Required action: Transcribe exactly the lines that fall between the one holding "let output = lexer::lex(bytes)?;" and the one holding "const SILVER: Rgb = Rgb(192, 192, 192);", inclusive, from the entries below.
START Supplied information
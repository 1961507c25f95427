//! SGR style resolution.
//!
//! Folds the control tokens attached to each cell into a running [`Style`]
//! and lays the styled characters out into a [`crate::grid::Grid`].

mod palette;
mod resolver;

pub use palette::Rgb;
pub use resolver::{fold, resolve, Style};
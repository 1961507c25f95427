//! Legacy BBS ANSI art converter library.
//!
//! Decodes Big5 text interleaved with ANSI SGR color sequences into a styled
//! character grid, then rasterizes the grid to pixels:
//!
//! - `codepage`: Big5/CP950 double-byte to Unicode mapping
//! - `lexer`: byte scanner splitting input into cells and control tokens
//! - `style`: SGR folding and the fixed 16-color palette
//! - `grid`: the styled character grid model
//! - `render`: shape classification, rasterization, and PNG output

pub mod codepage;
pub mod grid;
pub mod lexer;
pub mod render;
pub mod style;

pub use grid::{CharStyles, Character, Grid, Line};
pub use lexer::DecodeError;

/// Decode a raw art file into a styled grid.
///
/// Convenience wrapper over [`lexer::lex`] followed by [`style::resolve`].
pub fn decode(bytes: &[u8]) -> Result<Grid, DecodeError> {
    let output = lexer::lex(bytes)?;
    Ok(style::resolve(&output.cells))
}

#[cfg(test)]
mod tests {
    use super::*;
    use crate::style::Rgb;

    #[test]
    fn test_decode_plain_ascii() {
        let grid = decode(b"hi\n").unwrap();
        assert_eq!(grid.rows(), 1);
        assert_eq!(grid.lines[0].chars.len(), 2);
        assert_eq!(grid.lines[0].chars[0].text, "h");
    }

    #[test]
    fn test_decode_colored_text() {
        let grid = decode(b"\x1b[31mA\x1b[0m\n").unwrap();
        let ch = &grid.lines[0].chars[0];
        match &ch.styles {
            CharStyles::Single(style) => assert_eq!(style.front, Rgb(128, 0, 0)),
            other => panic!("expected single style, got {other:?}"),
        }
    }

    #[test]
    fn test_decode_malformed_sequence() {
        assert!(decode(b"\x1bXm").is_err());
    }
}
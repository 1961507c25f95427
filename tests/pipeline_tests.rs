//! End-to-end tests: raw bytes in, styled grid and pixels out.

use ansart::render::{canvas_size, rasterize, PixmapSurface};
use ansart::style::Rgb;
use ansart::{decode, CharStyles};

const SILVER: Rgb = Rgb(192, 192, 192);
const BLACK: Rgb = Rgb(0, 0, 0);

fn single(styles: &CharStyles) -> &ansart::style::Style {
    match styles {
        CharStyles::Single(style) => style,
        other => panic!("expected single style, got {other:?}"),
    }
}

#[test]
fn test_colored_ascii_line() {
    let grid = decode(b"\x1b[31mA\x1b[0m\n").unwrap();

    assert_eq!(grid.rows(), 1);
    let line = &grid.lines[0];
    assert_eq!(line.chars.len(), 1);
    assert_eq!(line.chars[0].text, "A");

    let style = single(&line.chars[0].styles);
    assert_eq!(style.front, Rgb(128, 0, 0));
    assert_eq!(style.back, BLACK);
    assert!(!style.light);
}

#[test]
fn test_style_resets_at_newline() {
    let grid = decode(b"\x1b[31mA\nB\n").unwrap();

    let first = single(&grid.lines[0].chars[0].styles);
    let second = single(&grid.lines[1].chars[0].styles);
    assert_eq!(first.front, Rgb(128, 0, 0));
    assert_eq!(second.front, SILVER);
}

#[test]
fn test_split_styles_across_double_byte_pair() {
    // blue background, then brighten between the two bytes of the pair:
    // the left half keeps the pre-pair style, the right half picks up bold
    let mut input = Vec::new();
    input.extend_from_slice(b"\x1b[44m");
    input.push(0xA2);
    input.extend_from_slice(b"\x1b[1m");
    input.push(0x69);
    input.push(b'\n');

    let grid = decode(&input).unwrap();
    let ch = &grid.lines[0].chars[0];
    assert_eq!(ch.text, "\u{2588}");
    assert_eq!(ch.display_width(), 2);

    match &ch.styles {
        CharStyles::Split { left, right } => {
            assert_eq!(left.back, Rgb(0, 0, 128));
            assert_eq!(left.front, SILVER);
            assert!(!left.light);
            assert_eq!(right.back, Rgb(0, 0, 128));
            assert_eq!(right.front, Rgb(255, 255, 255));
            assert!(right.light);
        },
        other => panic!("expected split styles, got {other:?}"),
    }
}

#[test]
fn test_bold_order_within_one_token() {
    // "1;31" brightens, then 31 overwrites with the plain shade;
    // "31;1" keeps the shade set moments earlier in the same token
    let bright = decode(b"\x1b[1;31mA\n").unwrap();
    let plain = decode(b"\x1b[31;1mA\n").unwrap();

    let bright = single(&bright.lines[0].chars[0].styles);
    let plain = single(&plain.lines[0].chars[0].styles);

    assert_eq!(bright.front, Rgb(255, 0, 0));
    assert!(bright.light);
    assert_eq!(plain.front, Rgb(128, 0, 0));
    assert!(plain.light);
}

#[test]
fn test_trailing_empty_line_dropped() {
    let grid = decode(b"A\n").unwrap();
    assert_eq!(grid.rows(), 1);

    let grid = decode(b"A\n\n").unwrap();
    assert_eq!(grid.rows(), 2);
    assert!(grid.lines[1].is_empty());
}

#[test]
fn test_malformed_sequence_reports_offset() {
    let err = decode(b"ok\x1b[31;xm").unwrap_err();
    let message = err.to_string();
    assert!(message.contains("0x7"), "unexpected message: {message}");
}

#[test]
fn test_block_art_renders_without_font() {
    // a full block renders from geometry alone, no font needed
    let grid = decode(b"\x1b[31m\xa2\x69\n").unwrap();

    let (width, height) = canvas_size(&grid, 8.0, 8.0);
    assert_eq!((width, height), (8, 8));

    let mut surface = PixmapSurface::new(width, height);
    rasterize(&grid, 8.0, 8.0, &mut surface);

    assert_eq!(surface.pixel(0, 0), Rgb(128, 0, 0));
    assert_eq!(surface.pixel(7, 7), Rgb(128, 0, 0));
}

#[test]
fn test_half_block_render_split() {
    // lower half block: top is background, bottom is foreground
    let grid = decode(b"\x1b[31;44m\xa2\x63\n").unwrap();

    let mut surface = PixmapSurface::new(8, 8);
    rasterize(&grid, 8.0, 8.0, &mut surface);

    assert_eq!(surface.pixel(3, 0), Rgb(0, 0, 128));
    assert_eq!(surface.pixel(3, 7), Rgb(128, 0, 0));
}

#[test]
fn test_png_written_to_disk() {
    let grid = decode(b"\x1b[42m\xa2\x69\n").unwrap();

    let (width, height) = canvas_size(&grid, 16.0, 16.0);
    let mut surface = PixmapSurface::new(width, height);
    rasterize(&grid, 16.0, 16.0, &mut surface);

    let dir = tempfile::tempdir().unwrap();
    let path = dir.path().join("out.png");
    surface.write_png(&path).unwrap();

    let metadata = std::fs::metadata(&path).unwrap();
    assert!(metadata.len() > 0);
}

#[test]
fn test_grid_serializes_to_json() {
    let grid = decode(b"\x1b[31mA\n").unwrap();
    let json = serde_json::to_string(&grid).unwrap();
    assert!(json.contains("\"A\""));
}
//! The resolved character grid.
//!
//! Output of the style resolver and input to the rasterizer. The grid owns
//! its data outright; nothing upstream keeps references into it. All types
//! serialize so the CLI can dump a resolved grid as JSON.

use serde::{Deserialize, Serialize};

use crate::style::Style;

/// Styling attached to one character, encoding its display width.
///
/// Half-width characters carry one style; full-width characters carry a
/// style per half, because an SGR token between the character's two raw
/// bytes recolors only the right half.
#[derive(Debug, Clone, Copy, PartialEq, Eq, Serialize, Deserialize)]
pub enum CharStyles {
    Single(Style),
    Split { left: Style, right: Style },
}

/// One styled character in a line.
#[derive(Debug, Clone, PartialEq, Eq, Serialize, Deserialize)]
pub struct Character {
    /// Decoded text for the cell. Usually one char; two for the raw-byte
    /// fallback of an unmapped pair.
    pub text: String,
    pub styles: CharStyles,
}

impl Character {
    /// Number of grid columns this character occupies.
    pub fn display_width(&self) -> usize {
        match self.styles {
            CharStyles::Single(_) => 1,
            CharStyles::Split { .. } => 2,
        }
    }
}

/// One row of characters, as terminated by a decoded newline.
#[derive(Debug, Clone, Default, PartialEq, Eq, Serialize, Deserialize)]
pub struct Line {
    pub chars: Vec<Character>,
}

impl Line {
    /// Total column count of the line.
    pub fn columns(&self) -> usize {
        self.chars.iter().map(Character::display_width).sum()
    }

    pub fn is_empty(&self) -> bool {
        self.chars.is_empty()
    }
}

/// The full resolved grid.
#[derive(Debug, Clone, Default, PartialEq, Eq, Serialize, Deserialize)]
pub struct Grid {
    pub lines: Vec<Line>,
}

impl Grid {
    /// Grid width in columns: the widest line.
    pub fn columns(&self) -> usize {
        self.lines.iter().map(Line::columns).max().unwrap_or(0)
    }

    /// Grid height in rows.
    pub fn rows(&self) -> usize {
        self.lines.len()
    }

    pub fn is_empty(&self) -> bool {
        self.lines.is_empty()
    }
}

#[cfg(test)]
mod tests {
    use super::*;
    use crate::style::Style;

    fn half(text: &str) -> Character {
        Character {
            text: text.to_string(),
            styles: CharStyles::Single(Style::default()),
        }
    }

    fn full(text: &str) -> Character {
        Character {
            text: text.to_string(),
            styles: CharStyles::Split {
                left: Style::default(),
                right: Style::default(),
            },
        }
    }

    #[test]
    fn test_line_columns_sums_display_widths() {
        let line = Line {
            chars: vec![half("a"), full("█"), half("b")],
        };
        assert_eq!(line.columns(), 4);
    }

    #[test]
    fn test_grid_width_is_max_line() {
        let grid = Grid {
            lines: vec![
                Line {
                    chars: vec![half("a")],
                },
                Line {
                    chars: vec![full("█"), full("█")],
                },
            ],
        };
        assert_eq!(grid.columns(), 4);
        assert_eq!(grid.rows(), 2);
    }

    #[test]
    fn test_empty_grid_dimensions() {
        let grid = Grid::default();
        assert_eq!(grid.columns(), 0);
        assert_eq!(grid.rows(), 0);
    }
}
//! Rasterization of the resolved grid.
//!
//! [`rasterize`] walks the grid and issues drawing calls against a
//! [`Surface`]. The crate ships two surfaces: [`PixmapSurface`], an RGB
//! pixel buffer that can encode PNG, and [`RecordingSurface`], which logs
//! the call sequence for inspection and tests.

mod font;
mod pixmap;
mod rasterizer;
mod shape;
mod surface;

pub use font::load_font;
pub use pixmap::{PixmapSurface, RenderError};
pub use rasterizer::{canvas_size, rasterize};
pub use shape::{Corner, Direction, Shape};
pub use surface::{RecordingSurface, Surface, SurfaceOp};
END Supplied information
START Supplied information
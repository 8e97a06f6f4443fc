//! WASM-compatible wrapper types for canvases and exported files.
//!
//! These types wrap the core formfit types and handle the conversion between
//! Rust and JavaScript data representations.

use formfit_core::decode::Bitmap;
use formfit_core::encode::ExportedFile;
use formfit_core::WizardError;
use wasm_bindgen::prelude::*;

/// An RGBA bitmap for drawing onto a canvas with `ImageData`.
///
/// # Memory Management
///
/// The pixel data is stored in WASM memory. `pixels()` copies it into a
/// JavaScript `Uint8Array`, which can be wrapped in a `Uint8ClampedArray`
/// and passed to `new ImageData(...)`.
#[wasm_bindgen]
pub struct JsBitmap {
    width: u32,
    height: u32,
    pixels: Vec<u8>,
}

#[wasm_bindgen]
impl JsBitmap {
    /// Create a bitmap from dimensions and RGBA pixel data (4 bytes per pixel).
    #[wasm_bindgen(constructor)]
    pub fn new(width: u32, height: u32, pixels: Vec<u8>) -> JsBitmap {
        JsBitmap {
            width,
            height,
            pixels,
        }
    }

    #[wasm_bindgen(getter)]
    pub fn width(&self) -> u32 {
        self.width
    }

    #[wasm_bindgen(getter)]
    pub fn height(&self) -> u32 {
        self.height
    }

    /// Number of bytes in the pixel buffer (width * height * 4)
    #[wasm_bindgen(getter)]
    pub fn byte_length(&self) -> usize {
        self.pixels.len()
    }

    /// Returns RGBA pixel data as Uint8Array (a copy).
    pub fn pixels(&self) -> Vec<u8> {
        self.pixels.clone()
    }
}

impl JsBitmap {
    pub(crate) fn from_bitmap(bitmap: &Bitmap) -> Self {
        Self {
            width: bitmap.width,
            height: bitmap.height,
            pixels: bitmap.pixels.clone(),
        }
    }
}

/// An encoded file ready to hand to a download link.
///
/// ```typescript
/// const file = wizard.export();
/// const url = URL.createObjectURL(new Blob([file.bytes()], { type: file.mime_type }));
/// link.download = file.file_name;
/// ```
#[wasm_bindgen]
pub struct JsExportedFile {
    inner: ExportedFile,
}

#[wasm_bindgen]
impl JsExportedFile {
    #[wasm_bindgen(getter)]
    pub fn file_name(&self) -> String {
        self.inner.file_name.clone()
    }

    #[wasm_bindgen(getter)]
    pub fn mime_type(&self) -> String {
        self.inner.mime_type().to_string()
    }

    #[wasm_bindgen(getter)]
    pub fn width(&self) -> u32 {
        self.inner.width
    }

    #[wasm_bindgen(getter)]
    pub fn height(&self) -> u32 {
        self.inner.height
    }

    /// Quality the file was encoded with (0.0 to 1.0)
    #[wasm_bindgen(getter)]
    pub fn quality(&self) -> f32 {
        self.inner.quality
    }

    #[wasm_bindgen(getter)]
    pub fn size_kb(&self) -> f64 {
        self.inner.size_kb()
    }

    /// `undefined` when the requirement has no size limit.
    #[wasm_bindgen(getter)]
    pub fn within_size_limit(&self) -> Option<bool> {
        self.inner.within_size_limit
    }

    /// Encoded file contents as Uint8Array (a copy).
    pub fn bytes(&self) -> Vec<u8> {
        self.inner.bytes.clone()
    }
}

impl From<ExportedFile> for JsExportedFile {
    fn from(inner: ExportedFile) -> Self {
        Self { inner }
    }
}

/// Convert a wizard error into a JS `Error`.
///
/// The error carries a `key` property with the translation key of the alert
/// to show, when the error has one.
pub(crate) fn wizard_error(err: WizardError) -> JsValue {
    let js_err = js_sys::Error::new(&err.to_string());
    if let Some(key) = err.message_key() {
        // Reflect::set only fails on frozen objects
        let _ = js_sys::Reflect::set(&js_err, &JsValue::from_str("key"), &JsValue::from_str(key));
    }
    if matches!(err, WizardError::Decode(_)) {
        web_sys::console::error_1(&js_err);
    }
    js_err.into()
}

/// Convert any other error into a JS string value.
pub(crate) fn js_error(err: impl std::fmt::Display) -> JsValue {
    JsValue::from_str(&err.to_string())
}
END Supplied information
Task result:
    let output = lexer::lex(bytes)?;
    Ok(style::resolve(&output.cells))
}

#[cfg(test)]
mod tests {
    use super::*;
    use crate::style::Rgb;

    #[test]
    fn test_decode_plain_ascii() {
        let grid = decode(b"hi\n").unwrap();
        assert_eq!(grid.rows(), 1);
        assert_eq!(grid.lines[0].chars.len(), 2);
        assert_eq!(grid.lines[0].chars[0].text, "h");
    }

    #[test]
    fn test_decode_colored_text() {
        let grid = decode(b"\x1b[31mA\x1b[0m\n").unwrap();
        let ch = &grid.lines[0].chars[0];
        match &ch.styles {
            CharStyles::Single(style) => assert_eq!(style.front, Rgb(128, 0, 0)),
            other => panic!("expected single style, got {other:?}"),
        }
    }

    #[test]
    fn test_decode_malformed_sequence() {
        assert!(decode(b"\x1bXm").is_err());
    }
}
repository 1961507c25f95427
filename tests/pipeline_tests.rs
//! End-to-end tests: raw bytes in, styled grid and pixels out.

use ansart::render::{canvas_size, rasterize, PixmapSurface};
use ansart::style::Rgb;
use ansart::{decode, CharStyles};

const SILVER: Rgb = Rgb(192, 192, 192);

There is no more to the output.